◆ **Description of the task**
Below are the entries; give again exactly the lines from the one mentioning "prompts are raised" through the one mentioning "Input files for", inclusive.

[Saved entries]

//! Configuration types for boardlink
//!
//! Defines:
//! - `Settings` - Global settings (`.boardlink/config.toml`)
//! - `SelectionSettings`, `MatchingSettings`, `WatchSettings` - Sections

use serde::{Deserialize, Serialize};

/// Application settings (.boardlink/config.toml)
#[derive(Debug, Clone, Default, PartialEq, Eq, Deserialize, Serialize)]
pub struct Settings {
    #[serde(default)]
    pub selection: SelectionSettings,

    #[serde(default)]
    pub matching: MatchingSettings,

    #[serde(default)]
    pub watch: WatchSettings,
}

/// Auto-selection behavior
#[derive(Debug, Clone, PartialEq, Eq, Deserialize, Serialize)]
pub struct SelectionSettings {
    /// User preference; when off nothing is selected automatically and
    /// no prompts are raised
    #[serde(default = "default_true")]
    pub auto_selection: bool,

    /// Make a matching USB port the primary endpoint of an IoT device
    #[serde(default)]
    pub prefer_usb_over_ota: bool,

    /// Selection stays frozen this long after an upload finishes
    #[serde(default = "default_upload_grace_ms")]
    pub upload_grace_ms: u64,
}

impl Default for SelectionSettings {
    fn default() -> Self {
        Self {
            auto_selection: true,
            prefer_usb_over_ota: false,
            upload_grace_ms: default_upload_grace_ms(),
        }
    }
}

/// Identity matching between USB ports and IoT devices
#[derive(Debug, Clone, PartialEq, Eq, Deserialize, Serialize)]
pub struct MatchingSettings {
    /// First-party boards whose USB serial number is not a stable identity
    #[serde(default = "default_unstable_serial_number_boards")]
    pub unstable_serial_number_boards: Vec<String>,

    /// Third-party boards whose USB serial number is a stable identity
    #[serde(default)]
    pub stable_serial_number_boards: Vec<String>,
}

impl Default for MatchingSettings {
    fn default() -> Self {
        Self {
            unstable_serial_number_boards: default_unstable_serial_number_boards(),
            stable_serial_number_boards: Vec::new(),
        }
    }
}

/// Input files for `boardlink watch`
#[derive(Debug, Clone, PartialEq, Eq, Deserialize, Serialize)]
pub struct WatchSettings {
    /// Debounce duration in milliseconds
    #[serde(default = "default_debounce_ms")]
    pub debounce_ms: u64,

    /// Agent port listing
    #[serde(default = "default_ports_file")]
    pub ports_file: String,

    /// IoT cloud device listing
    #[serde(default = "default_iot_file")]
    pub iot_file: String,

    /// Sketch metadata
    #[serde(default = "default_sketch_file")]
    pub sketch_file: String,

    /// Board catalog, read once at startup
    #[serde(default = "default_catalog_file")]
    pub catalog_file: String,
}

impl Default for WatchSettings {
    fn default() -> Self {
        Self {
            debounce_ms: default_debounce_ms(),
            ports_file: default_ports_file(),
            iot_file: default_iot_file(),
            sketch_file: default_sketch_file(),
            catalog_file: default_catalog_file(),
        }
    }
}

fn default_true() -> bool {
    true
}

fn default_upload_grace_ms() -> u64 {
    3000
}

fn default_unstable_serial_number_boards() -> Vec<String> {
    ["arduino:avr:nano", "arduino:avr:pro", "arduino:avr:mini"]
        .iter()
        .map(|s| (*s).to_string())
        .collect()
}

fn default_debounce_ms() -> u64 {
    300
}

fn default_ports_file() -> String {
    "ports.json".to_string()
}

fn default_iot_file() -> String {
    "iot.json".to_string()
}

fn default_sketch_file() -> String {
    "sketch.json".to_string()
}

fn default_catalog_file() -> String {
    "catalog.json".to_string()
}
//! Alternate endpoint tracking
//!
//! When the selected board is reachable both over USB and over the air,
//! the other endpoint is exposed so the host can offer a switch.

use boardlink_core::{AltPortBoardId, DetectedDevice, IotDevicesGroups, SelectionState};

use crate::config::MatchingSettings;
use crate::matching::{find_matching_ota_device, find_matching_serial_port};

/// Board identity borrowed from an IoT device for an unidentified port
#[derive(Debug, Clone, PartialEq, Eq)]
pub struct PortOverlay {
    pub fqbn: Option<String>,
    pub name: Option<String>,
    pub architecture: Option<String>,
}

impl PortOverlay {
    /// Port with the overlay identity applied
    pub fn apply(&self, port: &DetectedDevice) -> DetectedDevice {
        DetectedDevice {
            fqbn: self.fqbn.clone(),
            name: self.name.clone(),
            architecture: self.architecture.clone(),
            is_unknown_board: false,
            ..port.clone()
        }
    }
}

/// Result of [`resolve_alt_port`]
#[derive(Debug, Clone, PartialEq, Eq)]
pub struct AltPortMatch {
    pub alt: AltPortBoardId,
    /// Set when the USB side is an unidentified port that takes its
    /// identity from the IoT device
    pub identify: Option<(String, PortOverlay)>,
}

/// Find the other endpoint of the selected device
///
/// Requires at least one USB port and one online OTA-capable device.
pub fn resolve_alt_port(
    selection: &SelectionState,
    ports: &[DetectedDevice],
    iot: &IotDevicesGroups,
    iot_device_id: Option<&str>,
    matching: &MatchingSettings,
) -> Option<AltPortMatch> {
    let selected_id = selection.selected_port_board_id.as_deref()?;
    if ports.is_empty() || iot.ota_online().next().is_none() {
        return None;
    }

    if selection.selected_board_is_iot {
        let device = iot.ota_online().find(|d| d.port_board_id() == selected_id)?;
        let port = find_matching_serial_port(device, ports, matching)?;

        let identify = port.is_unknown_board.then(|| {
            (
                port.port_board_id.clone(),
                PortOverlay {
                    fqbn: device.device.fqbn.clone(),
                    name: device.device.name.clone(),
                    architecture: device.device.architecture.clone(),
                },
            )
        });

        Some(AltPortMatch {
            alt: AltPortBoardId {
                id: port.port_board_id.clone(),
                serial_number: port.serial_number.clone(),
                is_iot: false,
            },
            identify,
        })
    } else {
        let port = ports.iter().find(|p| p.port_board_id == selected_id)?;
        let device = find_matching_ota_device(port, iot.ota_online(), iot_device_id, matching)?;

        Some(AltPortMatch {
            alt: AltPortBoardId {
                id: device.port_board_id().to_string(),
                serial_number: device.device.serial_number.clone(),
                is_iot: true,
            },
            identify: None,
        })
    }
}

#[cfg(test)]
mod tests {
    use super::*;
    use boardlink_feeds::test_utils::*;

    fn selected(device: &DetectedDevice, is_iot: bool) -> SelectionState {
        SelectionState {
            selected_port_board_id: Some(device.port_board_id.clone()),
            selected_port: Some(device.port_name.clone()),
            selected_board_is_iot: is_iot,
            ..Default::default()
        }
    }

    #[test]
    fn test_usb_selection_gets_iot_alt() {
        let iot = iot_groups(vec![mock_iot_uno_online()], vec![]);
        let found = resolve_alt_port(
            &selected(&mock_uno(), false),
            &[mock_uno()],
            &iot,
            None,
            &MatchingSettings::default(),
        )
        .unwrap();

        assert!(found.alt.is_iot);
        assert_eq!(found.alt.id, mock_iot_uno_online().port_board_id());
        assert_eq!(found.alt.serial_number.as_deref(), Some(UNO_SERIAL));
    }

    #[test]
    fn test_iot_selection_gets_usb_alt() {
        let iot_uno = mock_iot_uno_online();
        let iot = iot_groups(vec![iot_uno.clone()], vec![]);
        let found = resolve_alt_port(
            &selected(&iot_uno.device, true),
            &[mock_mkr_wifi_1010(), mock_uno()],
            &iot,
            None,
            &MatchingSettings::default(),
        )
        .unwrap();

        assert!(!found.alt.is_iot);
        assert_eq!(found.alt.id, mock_uno().port_board_id);
        assert!(found.identify.is_none());
    }

    #[test]
    fn test_unknown_port_is_identified_from_iot_device() {
        let esp = mock_iot_esp32_online().with_ota_compatible(true);
        let iot = iot_groups(vec![esp.clone()], vec![]);
        let unknown = mock_unknown_board("/dev/ttyUSB0");

        let found = resolve_alt_port(
            &selected(&esp.device, true),
            &[unknown.clone()],
            &iot,
            None,
            &MatchingSettings::default(),
        )
        .unwrap();

        let (id, overlay) = found.identify.unwrap();
        assert_eq!(id, unknown.port_board_id);
        assert_eq!(overlay.fqbn.as_deref(), Some(ESP32_FQBN));

        let identified = overlay.apply(&unknown);
        assert!(!identified.is_unknown_board);
        assert!(identified.is_board(ESP32_FQBN));
    }

    #[test]
    fn test_no_alt_without_ota_devices() {
        let iot = iot_groups(vec![], vec![mock_iot_mkr_wifi_1010_offline()]);
        let found = resolve_alt_port(
            &selected(&mock_mkr_wifi_1010(), false),
            &[mock_mkr_wifi_1010()],
            &iot,
            None,
            &MatchingSettings::default(),
        );
        assert!(found.is_none());
    }

    #[test]
    fn test_no_alt_without_selection() {
        let iot = iot_groups(vec![mock_iot_uno_online()], vec![]);
        let found = resolve_alt_port(
            &SelectionState::default(),
            &[mock_uno()],
            &iot,
            None,
            &MatchingSettings::default(),
        );
        assert!(found.is_none());
    }
}
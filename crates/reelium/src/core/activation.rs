use serde::{Deserialize, Serialize};
use tokio::sync::watch;
use tracing::debug;

#[derive(Debug, Clone, Copy, PartialEq, Eq, Hash, Serialize, Deserialize)]
#[serde(rename_all = "snake_case")]
pub enum Edge {
	Rising,
	Falling,
}

impl Edge {
	pub fn between(previous: bool, current: bool) -> Option<Self> {
		match (previous, current) {
			(false, true) => Some(Self::Rising),
			(true, false) => Some(Self::Falling),
			_ => None,
		}
	}
}

/// Boolean active/inactive signal; only real transitions reach subscribers
#[derive(Debug)]
pub struct ActivationSignal {
	tx: watch::Sender<bool>,
}

impl ActivationSignal {
	pub fn new() -> Self {
		let (tx, _) = watch::channel(false);
		Self { tx }
	}

	pub fn subscribe(&self) -> watch::Receiver<bool> {
		self.tx.subscribe()
	}

	pub fn is_active(&self) -> bool {
		*self.tx.borrow()
	}

	/// Repeated equal values are swallowed
	pub fn set(&self, active: bool) -> Option<Edge> {
		let mut edge = None;
		self.tx.send_if_modified(|current| {
			edge = Edge::between(*current, active);
			*current = active;
			edge.is_some()
		});
		if let Some(edge) = edge {
			debug!(?edge, "Activation edge");
		}
		edge
	}
}

impl Default for ActivationSignal {
	fn default() -> Self {
		Self::new()
	}
}

/// Turns a visible-area ratio into activation edges
#[derive(Debug, Clone, PartialEq)]
pub struct VisibilityTrigger {
	threshold: f64,
	active: bool,
}

impl VisibilityTrigger {
	pub const DEFAULT_THRESHOLD: f64 = 0.15;

	pub fn new(threshold: f64) -> Self {
		Self {
			threshold: threshold.clamp(0.0, 1.0),
			active: false,
		}
	}

	pub fn threshold(&self) -> f64 {
		self.threshold
	}

	pub fn is_active(&self) -> bool {
		self.active
	}

	/// A zero threshold means any visible part counts
	pub fn observe(&mut self, visible_ratio: f64) -> Option<Edge> {
		let now = if self.threshold == 0.0 { visible_ratio > 0.0 } else { visible_ratio >= self.threshold };
		let edge = Edge::between(self.active, now);
		self.active = now;
		edge
	}
}

impl Default for VisibilityTrigger {
	fn default() -> Self {
		Self::new(Self::DEFAULT_THRESHOLD)
	}
}

/// Tab-style selection: exactly one of `len` items is active
#[derive(Debug, Clone, PartialEq, Eq)]
pub struct SelectionTrigger {
	selected: Option<usize>,
	len: usize,
}

impl SelectionTrigger {
	pub fn new(len: usize) -> Self {
		Self { selected: None, len }
	}

	pub fn selected(&self) -> Option<usize> {
		self.selected
	}

	pub fn len(&self) -> usize {
		self.len
	}

	pub fn is_empty(&self) -> bool {
		self.len == 0
	}

	/// Falling edge for the old selection first, then the rising edge for the new one
	pub fn select(&mut self, index: usize) -> Vec<(usize, Edge)> {
		if index >= self.len || self.selected == Some(index) {
			return Vec::new();
		}

		let mut edges = Vec::with_capacity(2);
		if let Some(previous) = self.selected {
			edges.push((previous, Edge::Falling));
		}
		edges.push((index, Edge::Rising));
		self.selected = Some(index);
		edges
	}

	pub fn next(&mut self) -> Vec<(usize, Edge)> {
		if self.is_empty() {
			return Vec::new();
		}
		let target = self.selected.map_or(0, |i| (i + 1) % self.len);
		self.select(target)
	}

	pub fn prev(&mut self) -> Vec<(usize, Edge)> {
		if self.is_empty() {
			return Vec::new();
		}
		let target = self.selected.map_or(0, |i| (i + self.len - 1) % self.len);
		self.select(target)
	}
}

◆ **Your response**
    /// no prompts are raised
    #[serde(default = "default_true")]
    pub auto_selection: bool,

    /// Make a matching USB port the primary endpoint of an IoT device
    #[serde(default)]
    pub prefer_usb_over_ota: bool,

    /// Selection stays frozen this long after an upload finishes
    #[serde(default = "default_upload_grace_ms")]
    pub upload_grace_ms: u64,
}

impl Default for SelectionSettings {
    fn default() -> Self {
        Self {
            auto_selection: true,
            prefer_usb_over_ota: false,
            upload_grace_ms: default_upload_grace_ms(),
        }
    }
}

/// Identity matching between USB ports and IoT devices
#[derive(Debug, Clone, PartialEq, Eq, Deserialize, Serialize)]
pub struct MatchingSettings {
    /// First-party boards whose USB serial number is not a stable identity
    #[serde(default = "default_unstable_serial_number_boards")]
    pub unstable_serial_number_boards: Vec<String>,

    /// Third-party boards whose USB serial number is a stable identity
    #[serde(default)]
    pub stable_serial_number_boards: Vec<String>,
}

impl Default for MatchingSettings {
    fn default() -> Self {
        Self {
            unstable_serial_number_boards: default_unstable_serial_number_boards(),
            stable_serial_number_boards: Vec::new(),
        }
    }
}

/// Input files for `boardlink watch`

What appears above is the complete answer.